Recapitulemos: en la primavera de 2004 salió a la luz La resistencia silenciosa. Fascismo y cultura en España, y ése fue y es y seguirá siendo un libro verdaderamente importante, un golpe de timón a varios debates y un portazo definitivo a ciertos prejuicios enquistados en el entusiasta y olvidadizo imaginario democrático. Después llegó una ampliación de Estado y cultura. El despertar de una conciencia crítica bajo el franquismo, 1940-1962 (texto procedente de su tesis doctoral) y dedicó muchos años, esfuerzos y páginas a dejar prácticamente resuelto todo lo referente a la fascinante figura de Dionisio Ridruejo (y el balance ha dejado, aparte de varios artículos en Letras Libres o Turia..., un festín compuesto por una nueva y muy sustanciosa edición de Escrito en España, una propuesta de ordenación de algunos Materiales para una biografía, esa propia biografía –que se tituló La vida rescatada de Dionisio Ridruejo– y, especialmente revelador, El valor de la disidencia, un epistolario sorprendente, caudaloso y a menudo desolador que merece una lectura mucho más atenta y honda que la que me temo que se le dedicó en su día y desde entonces, pues supone un impagable retrato intelectual del franquismo, un testimonio polifónico único de las noblezas y miserias de cada uno a lo largo del tiempo, y –por utilizar una broma que José-Carlos Mainer aplicó a otro asunto– una suerte de particular juicio de Núremberg en el que Gracia, como buen historiador, no ejerce tanto de juez como de astuto fiscal, exponiendo las cartas y dejando que sean los lectores quienes saquen las principales conclusiones. Además, y aparte de ejercer casi semanalmente el escrutinio crítico de novedades literarias, Gracia ha ofrecido ediciones de escritores tan dispares como Mauricio Bacarisse, Alfonso Reyes y Pere Gimferrer, y ha coordinado numerosas publicaciones colectivas y recopilado voluminosos ejemplos del mejor ensayismo español e hispanoamericano, a menudo con la complicidad de su amigo Domingo Ródenas de Moya (ellos dos inauguraron, por ejemplo, la colección 'Epístola' de las Publicaciones de la Residencia de Estudiantes, con la feliz edición de Epistolario, 1919-1939 y cuadernos íntimos de Benjamín Jarnés, y mientras escribo esta reseña se anuncia la publicación de su tomo para la Historia de la literatura española que está coordinando Mainer, en la que ellos se las verán nada menos que con el ingobernable ‘Siglo XX. 1939-2010’...).
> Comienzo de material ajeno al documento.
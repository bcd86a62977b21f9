use async_trait::async_trait;
use log::info;

use super::client::{ClientOptions, GitHubClient};
use super::types::{DependabotAlertDto, PullRequestDto, WorkflowRunsPageDto};
use crate::auth::Token;
use crate::error::{DashboardError, Result};
use crate::events::Event;
use crate::sources::{Category, EventSource};
use crate::window::Window;

pub struct GitHubSource {
    client: GitHubClient,
    repo: String,
}

impl GitHubSource {
    pub fn new(
        api_url: &str,
        repo: &str,
        token: Option<Token>,
        options: ClientOptions,
    ) -> Result<Self> {
        validate_repo(repo)?;
        let client = GitHubClient::new(api_url, token, options)?;

        Ok(Self {
            client,
            repo: repo.to_string(),
        })
    }

    async fn fetch_workflow_runs(&self, window: &Window) -> Result<Vec<Event>> {
        let url = self.client.repo_url(&self.repo, "actions/runs")?;
        let start = window.start();
        let query = [("created", format!(">={}", start.format("%Y-%m-%d")))];

        let runs = self
            .client
            .fetch_paginated::<WorkflowRunsPageDto>(Category::WorkflowRuns, url, &query, |page| {
                page.last().is_some_and(|run| run.created_at < start)
            })
            .await?;

        Ok(runs.into_iter().map(|dto| Event::Run(dto.into())).collect())
    }

    async fn fetch_merged_pull_requests(&self, window: &Window) -> Result<Vec<Event>> {
        let url = self.client.repo_url(&self.repo, "pulls")?;
        let start = window.start();
        let query = [
            ("state", "closed".to_string()),
            ("sort", "updated".to_string()),
            ("direction", "desc".to_string()),
        ];

        // A PR cannot merge after its last update, so once a page reaches
        // PRs updated before the window nothing older can count
        let prs = self
            .client
            .fetch_paginated::<Vec<PullRequestDto>>(
                Category::MergedPullRequests,
                url,
                &query,
                |page| {
                    page.last()
                        .and_then(|pr| pr.updated_at)
                        .is_some_and(|updated| updated < start)
                },
            )
            .await?;

        Ok(prs
            .into_iter()
            .filter(|pr| pr.merged_at.is_some())
            .map(|dto| Event::PullRequest(dto.into()))
            .collect())
    }

    async fn fetch_open_pull_requests(&self) -> Result<Vec<Event>> {
        let url = self.client.repo_url(&self.repo, "pulls")?;
        let query = [("state", "open".to_string())];

        let prs = self
            .client
            .fetch_paginated::<Vec<PullRequestDto>>(
                Category::OpenPullRequests,
                url,
                &query,
                |_| false,
            )
            .await?;

        Ok(prs
            .into_iter()
            .map(|dto| Event::PullRequest(dto.into()))
            .collect())
    }

    async fn fetch_dependency_alerts(&self) -> Result<Vec<Event>> {
        let url = self.client.repo_url(&self.repo, "dependabot/alerts")?;
        let query = [("state", "open".to_string())];

        let alerts = self
            .client
            .fetch_paginated::<Vec<DependabotAlertDto>>(
                Category::DependencyAlerts,
                url,
                &query,
                |_| false,
            )
            .await?;

        Ok(alerts
            .into_iter()
            .map(|dto| Event::Alert(dto.into()))
            .collect())
    }
}

#[async_trait]
impl EventSource for GitHubSource {
    async fn fetch(&self, category: Category, window: &Window) -> Result<Vec<Event>> {
        info!("Fetching {category} for {}...", self.repo);

        let events = match category {
            Category::WorkflowRuns => self.fetch_workflow_runs(window).await?,
            Category::MergedPullRequests => self.fetch_merged_pull_requests(window).await?,
            Category::OpenPullRequests => self.fetch_open_pull_requests().await?,
            Category::DependencyAlerts => self.fetch_dependency_alerts().await?,
        };

        info!("Fetched {} {category}", events.len());
        Ok(events)
    }
}

fn validate_repo(repo: &str) -> Result<()> {
    let valid_part = |part: &str| {
        !part.is_empty()
            && part
                .chars()
                .all(|c| c.is_ascii_alphanumeric() || matches!(c, '-' | '_' | '.'))
    };

    match repo.split_once('/') {
        Some((owner, name)) if valid_part(owner) && valid_part(name) => Ok(()),
        _ => Err(DashboardError::Config(format!(
            "repository must look like 'owner/name', got '{repo}'"
        ))),
    }
}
Ahora, este A la intemperie. Exilio y cultura en España aborda el destierro de los intelectuales y creadores españoles tras 1936 o 1939, y lo hace desde varios puntos de vista y sin quedarse en la primera posguerra o en el alto franquismo (esos años monstruosos entre 1939 y 1952 que Gracia ha llamado el “quindenio negro”), sino reflexionando sobre cómo fue cambiando la situación (y la situación individual de varios nombres concretos analizados en detalle y a través de sus textos y cartas) a lo largo de las décadas y, especialmente, analizando con notable brillantez lo que supuso regresar o no a España, y cómo las implicaciones que tenía esa dramática disyuntiva también fueron, como todo, modificándose.
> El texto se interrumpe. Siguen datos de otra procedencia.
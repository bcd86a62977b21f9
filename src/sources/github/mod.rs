mod client;
mod source;
mod types;

pub use client::ClientOptions;
pub use source::GitHubSource;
La tesis de la que parte el libro no es exactamente novedosa, pero está expresada de un modo claro y sensato: no hay duda de que el exilio es una experiencia profundamente trágica, mutiladora e indeseable, pero a veces ha constituido un mal menor en comparación con la situación en la que quedan los que permanecen en una patria ya irreconocible, destruida o ajena (pues, en nuestro caso, “los amordazados y maltratados, los acosados y envilecidos, son los españoles derrotados del interior”: p. 80); que en determinadas circunstancias la huida, forzosa o voluntaria, supone no sólo la conservación de la vida o de la libertad sino una nueva oportunidad, un crecimiento, un estímulo para recomenzar y prosperar (y que eso ha sido así muy especialmente en el caso de las mujeres, algo que no apunta Gracia pero que ha explicado alguna vez muy bien Biruté Ciplijauskaité al hilo de Zenobia Camprubí); que “tanto el exilio como el interior construyen con sus miedos y por sus propios medios la urdimbre que hará posible la fragua de una vida mejor, más libre y más digna” (p. 104); y que, en cualquier caso, “esa experiencia carece de regreso aunque se vuelva” (p. 111) o bien que “el regreso reveló la naturaleza ilusa, esencialmente frustrante, del deseo de volver” (p. 112).
Gracia explica que “quienes vivieron menos dramáticamente la derrota política encontraron también más pronto las vías de reintegración vital” (p. 30). Hubo personas, en efecto, a las que la diáspora destrozó inmediatamente o consumió con lentitud cruel, pero otros, los más jóvenes, o los más emprendedores, o los menos traumatizados por daños cercanos, o quienes no dejaban gente en España en situación de peligro, o quienes no habían tenido suerte laboral o económica antes de la guerra..., pudieron sobreponerse y reaccionar. Esto vale también para los intelectuales y los artistas, y, aunque cada caso ilustra una experiencia sustancialmente distinta, parece convincente la rotundidad con la que Pedro Salinas escribe a Guillermo de Torre en 1941 que “Nosotros estamos mucho mejor, mil veces mejor. Haremos o no haremos, pero tenemos lo esencial, libertad de hacer” (p. 133).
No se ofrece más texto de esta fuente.